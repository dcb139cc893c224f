/*++

Licensed under the Apache-2.0 license.

File Name:

    pool.rs

Abstract:

    File contains the parameter buffer pool holding authenticated data.

--*/

use cot_error::{CotError, CotResult};
use zeroize::Zeroize;

/// Fixed pool of parameter buffers
///
/// Each slot records the node that last published into it. A reader names
/// the node it expects to own the slot; a slot since reused by another node
/// is reported as stale instead of returning that node's data.
pub struct ParamPool<const SLOTS: usize, const CAP: usize> {
    bufs: [[u8; CAP]; SLOTS],
    lens: [usize; SLOTS],
    owners: [Option<usize>; SLOTS],
}

impl<const SLOTS: usize, const CAP: usize> Default for ParamPool<SLOTS, CAP> {
    fn default() -> Self {
        Self {
            bufs: [[0u8; CAP]; SLOTS],
            lens: [0; SLOTS],
            owners: [None; SLOTS],
        }
    }
}

impl<const SLOTS: usize, const CAP: usize> ParamPool<SLOTS, CAP> {
    /// Copy a parameter into a slot on behalf of `owner`
    ///
    /// The previous contents are wiped first. A value that does not fit is
    /// rejected, never truncated.
    pub fn publish(&mut self, slot: usize, owner: usize, value: &[u8]) -> CotResult<()> {
        self.release(slot)?;

        let buf = self
            .bufs
            .get_mut(slot)
            .ok_or(CotError::CONFIG_SLOT_OUT_OF_RANGE)?;
        buf.get_mut(..value.len())
            .ok_or(CotError::PARAM_TOO_LARGE)?
            .copy_from_slice(value);

        if let (Some(len), Some(slot_owner)) = (self.lens.get_mut(slot), self.owners.get_mut(slot))
        {
            *len = value.len();
            *slot_owner = Some(owner);
        }
        Ok(())
    }

    /// Read a slot published by `owner`
    pub fn get(&self, slot: usize, owner: usize) -> CotResult<&[u8]> {
        match self.owners.get(slot) {
            None => Err(CotError::CONFIG_SLOT_OUT_OF_RANGE),
            Some(None) => Err(CotError::PARAM_NOT_PUBLISHED),
            Some(Some(o)) if *o != owner => Err(CotError::PARAM_SLOT_STALE),
            Some(Some(_)) => {
                let len = self.lens.get(slot).copied().unwrap_or(0);
                self.bufs
                    .get(slot)
                    .and_then(|buf| buf.get(..len))
                    .ok_or(CotError::PARAM_NOT_PUBLISHED)
            }
        }
    }

    /// Owner of a slot, if any
    pub fn owner(&self, slot: usize) -> Option<usize> {
        self.owners.get(slot).copied().flatten()
    }

    /// Wipe a slot and drop its owner
    pub fn release(&mut self, slot: usize) -> CotResult<()> {
        let buf = self
            .bufs
            .get_mut(slot)
            .ok_or(CotError::CONFIG_SLOT_OUT_OF_RANGE)?;
        buf.zeroize();
        if let (Some(len), Some(owner)) = (self.lens.get_mut(slot), self.owners.get_mut(slot)) {
            *len = 0;
            *owner = None;
        }
        Ok(())
    }

    /// Wipe every slot published by `owner`
    pub fn release_owner(&mut self, owner: usize) {
        let slots = self
            .bufs
            .iter_mut()
            .zip(self.lens.iter_mut())
            .zip(self.owners.iter_mut());
        for ((buf, len), slot_owner) in slots {
            if *slot_owner == Some(owner) {
                buf.zeroize();
                *len = 0;
                *slot_owner = None;
            }
        }
    }

    /// Wipe the whole pool
    pub fn clear(&mut self) {
        self.bufs.zeroize();
        self.lens = [0; SLOTS];
        self.owners = [None; SLOTS];
    }
}

#[cfg(test)]
mod tests {
    use super::*;

    #[test]
    fn test_publish_and_get() {
        let mut pool = ParamPool::<2, 8>::default();
        pool.publish(0, 3, &[1, 2, 3]).unwrap();
        assert_eq!(pool.get(0, 3), Ok(&[1u8, 2, 3][..]));
        assert_eq!(pool.owner(0), Some(3));
        assert_eq!(pool.get(1, 3), Err(CotError::PARAM_NOT_PUBLISHED));
        assert_eq!(pool.get(2, 3), Err(CotError::CONFIG_SLOT_OUT_OF_RANGE));
    }

    #[test]
    fn test_too_large_fails_closed() {
        let mut pool = ParamPool::<1, 4>::default();
        pool.publish(0, 1, &[9; 4]).unwrap();
        assert_eq!(pool.publish(0, 1, &[7; 5]), Err(CotError::PARAM_TOO_LARGE));
        // Old contents are gone, nothing was truncated into the slot
        assert_eq!(pool.get(0, 1), Err(CotError::PARAM_NOT_PUBLISHED));
    }

    #[test]
    fn test_reuse_is_stale_for_previous_owner() {
        let mut pool = ParamPool::<1, 8>::default();
        pool.publish(0, 1, &[0xaa; 8]).unwrap();
        pool.publish(0, 2, &[0xbb; 2]).unwrap();
        assert_eq!(pool.get(0, 1), Err(CotError::PARAM_SLOT_STALE));
        assert_eq!(pool.get(0, 2), Ok(&[0xbbu8; 2][..]));
    }

    #[test]
    fn test_release() {
        let mut pool = ParamPool::<3, 8>::default();
        pool.publish(0, 1, &[1]).unwrap();
        pool.publish(1, 2, &[2]).unwrap();
        pool.publish(2, 1, &[3]).unwrap();
        pool.release_owner(1);
        assert_eq!(pool.owner(0), None);
        assert_eq!(pool.owner(1), Some(2));
        assert_eq!(pool.owner(2), None);
        assert_eq!(pool.get(0, 1), Err(CotError::PARAM_NOT_PUBLISHED));
        assert_eq!(pool.get(1, 2), Ok(&[2u8][..]));

        pool.clear();
        assert_eq!(pool.get(1, 2), Err(CotError::PARAM_NOT_PUBLISHED));
    }

    #[test]
    fn test_release_owner_wipes_contents() {
        let mut pool = ParamPool::<2, 4>::default();
        pool.publish(0, 5, &[0xaa; 4]).unwrap();
        pool.publish(1, 6, &[0xbb; 4]).unwrap();
        pool.release_owner(5);
        assert_eq!(pool.bufs[0], [0u8; 4]);
        assert_eq!(pool.lens[0], 0);
        assert_eq!(pool.bufs[1], [0xbb; 4]);

        // Unknown owner leaves the pool alone
        pool.release_owner(9);
        assert_eq!(pool.owner(1), Some(6));
    }
}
•••
— WORK ORDER —
Quote exactly the first line of the data and every line after it through the one holding "buf.get_mut(..value.len())".

— RESPONSE FOR THIS EXERCISE —
repository dcb139cc893c224f
/*++

Licensed under the Apache-2.0 license.

File Name:

    pool.rs

Abstract:

    File contains the parameter buffer pool holding authenticated data.

--*/

use cot_error::{CotError, CotResult};
use zeroize::Zeroize;

/// Fixed pool of parameter buffers
///
/// Each slot records the node that last published into it. A reader names
/// the node it expects to own the slot; a slot since reused by another node
/// is reported as stale instead of returning that node's data.
pub struct ParamPool<const SLOTS: usize, const CAP: usize> {
    bufs: [[u8; CAP]; SLOTS],
    lens: [usize; SLOTS],
    owners: [Option<usize>; SLOTS],
}

impl<const SLOTS: usize, const CAP: usize> Default for ParamPool<SLOTS, CAP> {
    fn default() -> Self {
        Self {
            bufs: [[0u8; CAP]; SLOTS],
            lens: [0; SLOTS],
            owners: [None; SLOTS],
        }
    }
}

impl<const SLOTS: usize, const CAP: usize> ParamPool<SLOTS, CAP> {
    /// Copy a parameter into a slot on behalf of `owner`
    ///
    /// The previous contents are wiped first. A value that does not fit is
    /// rejected, never truncated.
    pub fn publish(&mut self, slot: usize, owner: usize, value: &[u8]) -> CotResult<()> {
        self.release(slot)?;

        let buf = self
            .bufs
            .get_mut(slot)
            .ok_or(CotError::CONFIG_SLOT_OUT_OF_RANGE)?;
        buf.get_mut(..value.len())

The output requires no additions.